Collected data entries
········

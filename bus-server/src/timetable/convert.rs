//! Conversion from timetable DTOs to domain types.
//!
//! Every departure string is parsed and every list is checked for
//! chronological order here, so the schedule engine can rely on both.

use crate::domain::{Departure, Period, Route, Schedule};

use super::error::LoadError;
use super::types::{RouteRecord, TimetableFile};

/// Convert a whole timetable document, keeping route order.
pub fn convert_timetable(file: TimetableFile) -> Result<Vec<Route>, LoadError> {
    file.routes.into_iter().map(convert_route).collect()
}

/// Convert a single route record.
pub fn convert_route(record: RouteRecord) -> Result<Route, LoadError> {
    let name = record.name;
    let has_stands =
        record.college_stand_schedule.is_some() || record.main_stand_schedule.is_some();

    let shapes = [
        record.schedule.is_some(),
        record.peak_schedule.is_some(),
        has_stands,
    ];
    if shapes.iter().filter(|present| **present).count() > 1 {
        return Err(LoadError::ConflictingSchedules { route: name });
    }

    let schedule = if has_stands {
        let college = parse_list(&name, "college_stand_schedule", record.college_stand_schedule)?;
        let main = parse_list(&name, "main_stand_schedule", record.main_stand_schedule)?;
        Schedule::DualStand { college, main }
    } else if let Some(peak) = record.peak_schedule {
        let mut periods = Vec::with_capacity(peak.0.len());
        for (period, times) in peak.0 {
            let departures = parse_list(&name, "peak_schedule", Some(times))?;
            periods.push(Period {
                name: period,
                departures,
            });
        }
        // Periods are concatenated as-is, so the join must also be in order
        check_sorted(
            &name,
            "peak_schedule",
            periods.iter().flat_map(|p| p.departures.iter()),
        )?;
        Schedule::Periods(periods)
    } else {
        Schedule::Single(parse_list(&name, "schedule", record.schedule)?)
    };

    Ok(Route {
        keywords: record
            .keywords
            .iter()
            .map(|k| k.trim().to_lowercase())
            .collect(),
        name,
        service_type: record.service_type,
        contact: record.contact,
        note: record.note,
        off_peak_message: record.off_peak_message,
        schedule,
    })
}

/// Parse one departure list; an absent list is empty.
fn parse_list(
    route: &str,
    list: &'static str,
    times: Option<Vec<String>>,
) -> Result<Vec<Departure>, LoadError> {
    let departures = times
        .unwrap_or_default()
        .into_iter()
        .map(|entry| {
            Departure::parse(&entry).map_err(|source| LoadError::InvalidDeparture {
                route: route.to_string(),
                entry,
                source,
            })
        })
        .collect::<Result<Vec<_>, _>>()?;

    check_sorted(route, list, departures.iter())?;

    Ok(departures)
}

/// Reject a sequence whose times ever go backwards.
fn check_sorted<'a>(
    route: &str,
    list: &'static str,
    departures: impl Iterator<Item = &'a Departure>,
) -> Result<(), LoadError> {
    let mut prev = None;
    for dep in departures {
        if prev.is_some_and(|p| dep.time() < p) {
            return Err(LoadError::Unsorted {
                route: route.to_string(),
                list,
                entry: dep.to_string(),
            });
        }
        prev = Some(dep.time());
    }
    Ok(())
}

#[cfg(test)]
mod tests {
    use super::*;
    use crate::domain::ServiceType;
    use crate::timetable::types::PeakSchedule;

    fn record(name: &str) -> RouteRecord {
        RouteRecord {
            name: name.to_string(),
            keywords: vec!["Mangalore".to_string(), " farengipete ".to_string()],
            service_type: ServiceType::Fixed,
            contact: None,
            note: None,
            off_peak_message: None,
            schedule: None,
            peak_schedule: None,
            college_stand_schedule: None,
            main_stand_schedule: None,
        }
    }

    fn strings(times: &[&str]) -> Vec<String> {
        times.iter().map(|t| t.to_string()).collect()
    }

    #[test]
    fn converts_single_schedule() {
        let mut rec = record("Mangalore");
        rec.schedule = Some(strings(&["08:00", "16:30 (Sometimes)"]));

        let route = convert_route(rec).unwrap();

        assert_eq!(route.keywords, vec!["mangalore", "farengipete"]);
        match route.schedule {
            Schedule::Single(deps) => {
                assert_eq!(deps.len(), 2);
                assert_eq!(deps[1].as_str(), "16:30 (Sometimes)");
            }
            other => panic!("Expected single schedule, got {other:?}"),
        }
    }

    #[test]
    fn missing_schedule_is_empty_single_list() {
        let route = convert_route(record("Empty")).unwrap();
        assert_eq!(route.schedule, Schedule::Single(vec![]));
    }

    #[test]
    fn converts_periods_in_order() {
        let mut rec = record("BC Road");
        rec.service_type = ServiceType::Variable;
        rec.peak_schedule = Some(PeakSchedule(vec![
            ("morning".to_string(), strings(&["07:30", "08:15"])),
            ("evening".to_string(), strings(&["17:00"])),
        ]));

        let route = convert_route(rec).unwrap();

        match route.schedule {
            Schedule::Periods(periods) => {
                assert_eq!(periods.len(), 2);
                assert_eq!(periods[0].name, "morning");
                assert_eq!(periods[1].departures[0].as_str(), "17:00");
            }
            other => panic!("Expected periods, got {other:?}"),
        }
    }

    #[test]
    fn periods_out_of_order_across_bands_are_rejected() {
        let mut rec = record("BC Road");
        rec.peak_schedule = Some(PeakSchedule(vec![
            ("evening".to_string(), strings(&["17:00"])),
            ("morning".to_string(), strings(&["07:30"])),
        ]));

        let err = convert_route(rec).unwrap_err();
        assert!(matches!(
            err,
            LoadError::Unsorted { list: "peak_schedule", ref entry, .. } if entry == "07:30"
        ));
    }

    #[test]
    fn dual_stand_with_one_list_missing() {
        let mut rec = record("Moodbidri");
        rec.main_stand_schedule = Some(strings(&["09:00"]));

        let route = convert_route(rec).unwrap();

        match route.schedule {
            Schedule::DualStand { college, main } => {
                assert!(college.is_empty());
                assert_eq!(main.len(), 1);
            }
            other => panic!("Expected dual stand, got {other:?}"),
        }
    }

    #[test]
    fn unsorted_list_is_rejected() {
        let mut rec = record("Mangalore");
        rec.schedule = Some(strings(&["12:30", "08:00"]));

        let err = convert_route(rec).unwrap_err();
        assert!(matches!(err, LoadError::Unsorted { list: "schedule", .. }));
    }

    #[test]
    fn equal_times_are_allowed() {
        let mut rec = record("Mangalore");
        rec.schedule = Some(strings(&["08:00", "08:00 (Sometimes)"]));
        assert!(convert_route(rec).is_ok());
    }

    #[test]
    fn invalid_entry_is_rejected() {
        let mut rec = record("Mangalore");
        rec.schedule = Some(strings(&["8 o'clock"]));

        let err = convert_route(rec).unwrap_err();
        assert!(matches!(err, LoadError::InvalidDeparture { ref entry, .. } if entry == "8 o'clock"));
    }

    #[test]
    fn conflicting_shapes_are_rejected() {
        let mut rec = record("Mangalore");
        rec.schedule = Some(strings(&["08:00"]));
        rec.main_stand_schedule = Some(strings(&["09:00"]));

        assert!(matches!(
            convert_route(rec),
            Err(LoadError::ConflictingSchedules { .. })
        ));
    }
}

········

#### [TASK TO CARRY OUT]
The answer should consist solely of the lines from the first line above through the one with "rely on both.", both included, repeated exactly.

#### [ANSWER TO THIS EXERCISE]
filename bus-server/src/timetable/convert.rs
//! Conversion from timetable DTOs to domain types.
//!
//! Every departure string is parsed and every list is checked for
//! chronological order here, so the schedule engine can rely on both.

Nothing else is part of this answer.